According to the present invention, there is also provided a dictionary registration method for a system that performs natural language processing by using a user dictionary, the system including a data processing apparatus that performs the natural language processing by managing and using the user dictionary and a storage apparatus that retains system dictionary information and user dictionary information for use in the natural language processing, the method comprising: a word information registering step in which the data processing apparatus registers information on an input word into the user dictionary; a difference creating step in which the data processing apparatus creates differences in a result of processing between a first result of processing when the natural language processing is performed by using the system dictionary information and a second result of processing when the natural language processing is performed by using the system dictionary information and the user dictionary information; a correct-incorrect accepting step in which the data processing apparatus accepts correct-incorrect judgments as to whether changes from the first result of processing to the second result of processing are correct or incorrect, the changes corresponding to the differences created by the difference creating step; and a dictionary registration step in which the data processing apparatus registers registration information on the accepted word into the user dictionary along with part or all of pairs of the correct-incorrect judgments accepted and input sentences from which the differences given the respective correct-incorrect judgments are created.

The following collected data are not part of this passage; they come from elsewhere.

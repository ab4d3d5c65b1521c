//! Canvas 2D drawing surface.
//!
//! Implements [`DrawContext`] on a `CanvasRenderingContext2d` via web-sys.
//! Worksheet coordinates are translated by the scroll offset before they
//! reach the canvas.

use std::cell::RefCell;
use std::collections::HashMap;

use web_sys::CanvasRenderingContext2d;

use super::{DrawContext, Font, Rgb};
use crate::types::{Point, Rect, Size};

const TEXT_MEASURE_CACHE_CAP: usize = 4096;

#[allow(clippy::cast_possible_truncation)]
fn px(v: f64) -> i32 {
    v.ceil().clamp(f64::from(i32::MIN), f64::from(i32::MAX)) as i32
}

/// A [`DrawContext`] over an HTML canvas.
pub struct CanvasContext {
    ctx: CanvasRenderingContext2d,
    /// Scroll offset subtracted from every coordinate.
    origin: Point,
    region: Option<Rect>,
    /// Width per `font\ntext` key.
    widths: RefCell<HashMap<String, i32>>,
}

impl CanvasContext {
    pub fn new(ctx: CanvasRenderingContext2d) -> Self {
        ctx.set_text_baseline("top");
        Self {
            ctx,
            origin: Point::default(),
            region: None,
            widths: RefCell::new(HashMap::new()),
        }
    }

    /// Map worksheet coordinates to the canvas: `scroll` is the top-left of
    /// the visible area, `region` the part being repainted.
    pub fn set_view(&mut self, scroll: Point, region: Option<Rect>) {
        self.origin = scroll;
        self.region = region;
    }

    fn x(&self, x: i32) -> f64 {
        f64::from(x - self.origin.x)
    }

    fn y(&self, y: i32) -> f64 {
        f64::from(y - self.origin.y)
    }

    /// Helper to get crisp pixel position for 1px lines
    fn crisp(v: f64) -> f64 {
        v.floor() + 0.5
    }
}

impl DrawContext for CanvasContext {
    fn text_extent(&self, text: &str, font: &Font) -> Size {
        let css = font.to_css();
        let height = font.size + font.size / 5;
        let key = format!("{css}\n{text}");
        if let Some(&width) = self.widths.borrow().get(&key) {
            return Size::new(width, height);
        }
        self.ctx.set_font(&css);
        let width = self
            .ctx
            .measure_text(text)
            .map(|m| px(m.width()))
            .unwrap_or(0);
        let mut widths = self.widths.borrow_mut();
        if widths.len() >= TEXT_MEASURE_CACHE_CAP {
            widths.clear();
        }
        widths.insert(key, width);
        Size::new(width, height)
    }

    fn set_font(&mut self, font: &Font) {
        self.ctx.set_font(&font.to_css());
    }

    fn set_text_color(&mut self, color: Rgb) {
        self.ctx.set_fill_style_str(&color.to_hex());
    }

    fn draw_text(&mut self, text: &str, x: i32, y: i32) {
        let _ = self.ctx.fill_text(text, self.x(x), self.y(y));
    }

    fn draw_line(&mut self, from: Point, to: Point, color: Rgb) {
        self.ctx.begin_path();
        self.ctx.set_stroke_style_str(&color.to_hex());
        self.ctx.set_line_width(1.0);
        self.ctx.move_to(Self::crisp(self.x(from.x)), Self::crisp(self.y(from.y)));
        self.ctx.line_to(Self::crisp(self.x(to.x)), Self::crisp(self.y(to.y)));
        self.ctx.stroke();
    }

    fn draw_rectangle(&mut self, rect: Rect, color: Rgb, filled: bool) {
        let (x, y) = (self.x(rect.x), self.y(rect.y));
        let (w, h) = (f64::from(rect.width), f64::from(rect.height));
        if filled {
            self.ctx.set_fill_style_str(&color.to_hex());
            self.ctx.fill_rect(x, y, w, h);
        } else {
            self.ctx.set_stroke_style_str(&color.to_hex());
            self.ctx.set_line_width(1.0);
            self.ctx.stroke_rect(Self::crisp(x), Self::crisp(y), w - 1.0, h - 1.0);
        }
    }

    fn update_region(&self) -> Option<Rect> {
        self.region
    }

    fn clear(&mut self, color: Rgb) {
        let canvas = self.ctx.canvas();
        let (w, h) = canvas.map_or((0.0, 0.0), |c| (f64::from(c.width()), f64::from(c.height())));
        self.ctx.set_fill_style_str(&color.to_hex());
        self.ctx.fill_rect(0.0, 0.0, w, h);
    }
}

According to the present invention, there is also provided a dictionary registration method for a system that performs natural language processing by using a user dictionary, the system including a data processing apparatus that performs the natural language processing by managing and using the user dictionary and a storage apparatus that retains system dictionary information and user dictionary information for use in the natural language processing, the method comprising: a word information registering step in which the data processing apparatus registers information on an input word into the user dictionary; a difference creating step in which the data processing apparatus creates differences in a result of processing between a first result of processing when the natural language processing is performed by using the system dictionary information and a second result of processing when the natural language processing is performed by using the system dictionary information and the user dictionary information; a correct-incorrect accepting step in which the data processing apparatus accepts correct-incorrect judgments as to whether changes from the first result of processing to the second result of processing are correct or incorrect, the changes corresponding to the differences created by the difference creating step; a parameter learning step in which the data processing apparatus calculates either one or a combination of a use condition and a using score of the accepted word from the correct-incorrect judgments accepted; and a dictionary registration step in which the data processing apparatus registers registration information on the accepted word into the user dictionary along with either one or a combination of the use condition and score calculated.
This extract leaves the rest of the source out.